Journal of Biomedical Science 6(2): 79-85
ISSN/ISBN: 1021-7770 PMID: 10087438 DOI: 10.1007/bf02256438
Neurotrophins are target-derived trophic factors essential for the survival and maintenance of neurons. Among these, nerve growth factor (NGF) and neurotrophin-3 (NT-3) are particularly important for sensory neurons. The actions of neurotrophins are through the p75 low-affinity receptor and the high-affinity receptor tyrosine kinase (trk). Each neurotrophin has its preferred receptor, i.e. trkA for NGF, and trkC for NT-3. The primary sensory neurons in the dorsal root ganglion are classified into two categories, namely, the large and small sensory neurons based on their size. The large sensory neurons with the expression of trkC depend on NT-3 for development and subserve the function of position sensations. Some of the small sensory neurons express trkA and are NGF-dependent. They are responsible for nociceptive sensation, the detection of painful and thermal stimuli. A more intriguing observation is the bidirectional interactions between nociceptive nerves and their target, the skin.
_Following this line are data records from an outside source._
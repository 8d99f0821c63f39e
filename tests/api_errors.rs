// Error paths of the binding and serialization API

use bladestyle_core::{
    registry, serialize, BindError, Category, Color, Effect, SerializeError, StyleError, Value,
};
use miette::Diagnostic;

#[test]
fn test_serialize_missing_value() {
    let node = registry().instantiate("AudioFlicker").unwrap();
    let err = serialize(&node).unwrap_err();
    assert!(matches!(
        err,
        StyleError::Serialize(SerializeError::MissingValue { ref argument, .. }) if argument == "Base Color"
    ));
    assert_eq!(
        err.code().map(|code| code.to_string()).as_deref(),
        Some("serialize::missing_value")
    );
}

#[test]
fn test_bind_wrong_category() {
    let mut node = registry().instantiate("EffectPulseF").unwrap();
    let err = node.set_arg(0, Value::Color(Color::Red)).unwrap_err();
    assert_eq!(
        err,
        BindError::TypeMismatch {
            element: "EffectPulseF".to_string(),
            argument: "Trigger Effect".to_string(),
            expected: Category::Effect,
            found: "a colour".to_string(),
        }
    );
    node.set_arg(0, Value::Effect(Effect::Force)).unwrap();
    assert_eq!(serialize(&node).unwrap(), "EffectPulseF<EFFECT_FORCE>");
}

#[test]
fn test_bind_rejects_out_of_range_bits_and_bool() {
    let mut sequence = registry().instantiate("SequenceF").unwrap();
    sequence.set_arg(0, Value::Int(100)).unwrap();
    sequence.set_arg(1, Value::Int(4)).unwrap();
    assert_eq!(
        sequence.push_variadic(Value::Int(100_000)),
        Err(BindError::TypeMismatch {
            element: "SequenceF".to_string(),
            argument: "Bit Section".to_string(),
            expected: Category::Bits,
            found: "integer 100000".to_string(),
        })
    );
    sequence.push_variadic(Value::Int(13)).unwrap();
    assert_eq!(serialize(&sequence).unwrap(), "SequenceF<100,4,0b1011000000000000>");

    let mut helper = registry().instantiate("InOutHelperF").unwrap();
    assert!(matches!(
        helper.set_arg(1, Value::Int(5)),
        Err(BindError::TypeMismatch { expected: Category::Bool, .. })
    ));
    helper.set_arg(1, Value::from(false)).unwrap();
}

#[test]
fn test_bind_out_of_range() {
    let mut node = registry().instantiate("Int").unwrap();
    assert!(matches!(
        node.set_arg(1, Value::Int(1)),
        Err(BindError::IndexOutOfRange { index: 1, len: 1, .. })
    ));
    assert!(matches!(
        node.push_variadic(Value::Int(1)),
        Err(BindError::NotVariadic { .. })
    ));
}

#[test]
fn test_bind_rejects_top_level_elements() {
    let mut node = registry().instantiate("StylePtr").unwrap();
    let inner = registry().instantiate("style_pov").unwrap();
    assert!(node.set_arg(0, Value::Expression(inner)).is_err());
}

#[test]
fn test_clear_arg_restores_default() {
    let mut node = registry().instantiate("StyleRainbowPtr").unwrap();
    node.set_arg(0, Value::Int(300)).unwrap();
    node.set_arg(1, Value::Int(800)).unwrap();
    node.set_arg(2, Value::Color(Color::Red)).unwrap();
    assert_eq!(serialize(&node).unwrap(), "StyleRainbowPtr<300,800,Red,White>()");
    node.clear_arg(2);
    assert_eq!(serialize(&node).unwrap(), "StyleRainbowPtr<300,800,White,White>()");
}
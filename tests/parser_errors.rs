// Parser error paths, checked through the public API

use bladestyle_core::{analyze, parse, ParseError, StyleError, TokenizeError};

#[test]
fn test_parser_error_too_many_arguments() {
    let result = parse("Int<1,2>");
    assert!(
        matches!(
            result,
            Err(StyleError::Parse(ParseError::TooManyArguments {
                expected: 1,
                found: 2,
                ..
            }))
        ),
        "Should fail with too many arguments: {result:?}"
    );
}

#[test]
fn test_parser_error_too_few_arguments() {
    let result = parse("Scale<Int<1>>");
    assert!(
        matches!(
            result,
            Err(StyleError::Parse(ParseError::TooFewArguments { .. }))
        ),
        "Should fail with too few arguments"
    );
}

#[test]
fn test_parser_error_integer_for_color() {
    let result = parse("AudioFlicker<5,Blue>");
    assert!(result.is_err(), "5 is not a colour");
    assert!(parse("AudioFlicker<White,Blue>").is_ok());
}

#[test]
fn test_parser_error_unknown_element() {
    let result = analyze("NotARealStyle<1>", "test.style");
    assert!(matches!(
        result,
        Err(StyleError::Parse(ParseError::UnknownElement { ref name, .. })) if name == "NotARealStyle"
    ));
}

#[test]
fn test_parser_error_unterminated() {
    let result = parse("StylePtr<AudioFlicker<White,Blue>()");
    assert!(matches!(
        result,
        Err(StyleError::Tokenize(TokenizeError::Unterminated { .. }))
    ));
}

#[test]
fn test_parser_error_unbalanced() {
    let result = parse("StylePtr<Blue>>()");
    assert!(matches!(
        result,
        Err(StyleError::Tokenize(TokenizeError::Unbalanced { .. }))
    ));
}

#[test]
fn test_parser_error_empty() {
    assert!(matches!(
        parse("   "),
        Err(StyleError::Tokenize(TokenizeError::Empty { .. }))
    ));
}

#[test]
fn test_parser_error_trailing_characters() {
    assert!(matches!(
        parse("StylePtr<Blue>() StylePtr<Red>()"),
        Err(StyleError::Tokenize(TokenizeError::TrailingCharacters { .. }))
    ));
}

#[test]
fn test_parser_error_empty_argument() {
    assert!(matches!(
        parse("Rgb<1,,3>"),
        Err(StyleError::Parse(ParseError::NotANumber { .. }))
    ));
}

#[test]
fn test_parser_error_integer_overflow() {
    assert!(matches!(
        parse("Int<99999999999>"),
        Err(StyleError::Parse(ParseError::NotANumber { .. }))
    ));
}

#[test]
fn test_parser_error_builtin_nested() {
    assert!(matches!(
        parse("StylePtr<&style_pov>()"),
        Err(StyleError::Parse(ParseError::TypeMismatch { .. }))
    ));
}

#[test]
fn test_parser_error_unknown_names() {
    assert!(matches!(
        parse("StylePtr<AudioFlicker<white,Blue>>()"),
        Err(StyleError::Parse(ParseError::UnknownColor { .. }))
    ));
    assert!(matches!(
        parse("EffectPulseF<EFFECT_BOGUS>"),
        Err(StyleError::Parse(ParseError::UnknownEffect { .. }))
    ));
    assert!(matches!(
        parse("LockupPulseF<SaberBase::LOCKUP_BOGUS>"),
        Err(StyleError::Parse(ParseError::UnknownLockupState { .. }))
    ));
}

#[test]
fn test_parser_error_nesting_too_deep() {
    let mut style = "Int<1>".to_string();
    for _ in 0..80 {
        style = format!("Sum<{style}>");
    }
    assert!(matches!(
        parse(&style),
        Err(StyleError::Parse(ParseError::NestingTooDeep { max: 64, .. }))
    ));
}

#[test]
fn test_error_spans_point_at_offending_argument() {
    let source = "StyleNormalPtr<AudioFlicker<Blue,DodgerBlue>,White,3OO,800>()";
    let Err(StyleError::Parse(ParseError::NotANumber { span, text, .. })) = parse(source) else {
        panic!("expected NotANumber");
    };
    assert_eq!(text, "3OO");
    assert_eq!(&source[span.offset()..span.offset() + span.len()], "3OO");
}
// Self-consistency of the standard element table

use bladestyle_core::{registry, serialize, Category, Registry};

#[test]
fn test_registry_is_populated() {
    let reg = registry();
    assert!(reg.len() > 90);
    for key in ["Int", "Sum", "Layers", "AudioFlicker", "StylePtr", "style_pov"] {
        assert!(reg.contains(key), "missing {key}");
    }
}

#[test]
fn test_standard_registry_is_deterministic() {
    let fresh = Registry::standard();
    let keys: Vec<_> = fresh.iter().map(|sig| sig.key).collect();
    let shared: Vec<_> = registry().iter().map(|sig| sig.key).collect();
    assert_eq!(keys, shared);
}

#[test]
fn test_variadic_only_last() {
    for sig in registry().iter() {
        let count = sig.args.iter().filter(|arg| arg.tag.variadic).count();
        assert!(count <= 1, "{} has {count} variadic arguments", sig.key);
        if count == 1 {
            assert!(sig.is_variadic(), "{} has a variadic argument before the end", sig.key);
        }
    }
}

#[test]
fn test_defaults_fit_their_arguments() {
    for sig in registry().iter() {
        for arg in &sig.args {
            if let Some(default) = &arg.default {
                assert!(
                    arg.tag.admits(default).is_ok(),
                    "default of {}::{} does not fit {}",
                    sig.key,
                    arg.name,
                    arg.tag
                );
            }
        }
    }
}

#[test]
fn test_top_level_elements() {
    for sig in registry().iter_returning(Category::Builtin) {
        assert!(sig.args.is_empty(), "{} takes arguments", sig.key);
        let node = registry().instantiate(sig.key).unwrap();
        assert_eq!(serialize(&node).unwrap(), format!("&{}", sig.key));
    }
    assert!(registry().iter_returning(Category::Wrapper).count() >= 7);
}

#[test]
fn test_layers_are_transparent_colors() {
    for sig in registry().iter_returning(Category::Color) {
        if sig.key.ends_with('L') {
            assert!(sig.returns.transparent, "{} should be a layer", sig.key);
        }
    }
}

#[test]
fn test_catalog() {
    let catalog = registry().catalog();
    assert_eq!(catalog.len(), registry().len());
    let normal = catalog
        .iter()
        .find(|info| info.key == "StyleNormalPtr")
        .unwrap();
    assert_eq!(normal.returns, Category::Wrapper);
    assert_eq!(normal.args.len(), 6);
    assert_eq!(normal.args[4].default.as_deref(), Some("White"));
    assert_eq!(normal.args[2].type_name, "Raw Int");

    let json = serde_json::to_string(&catalog).unwrap();
    assert!(json.contains("\"key\":\"SmoothStep\""));
}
The peripheral processes of small sensory neurons innervate the epidermis of the skin as 'free nerve endings'. In denervated skin, there is a drastic reduction in the epidermal thickness, a finding corroborated by the phenomenon of trophic change, the shining and thinning of the skin, in the disorders of peripheral nerves. The performance of animals with peripheral nerve disorders improved after administration of neurotrophic factors. Based on these results, the therapeutic potentials of neurotrophic factors in human are under investigation.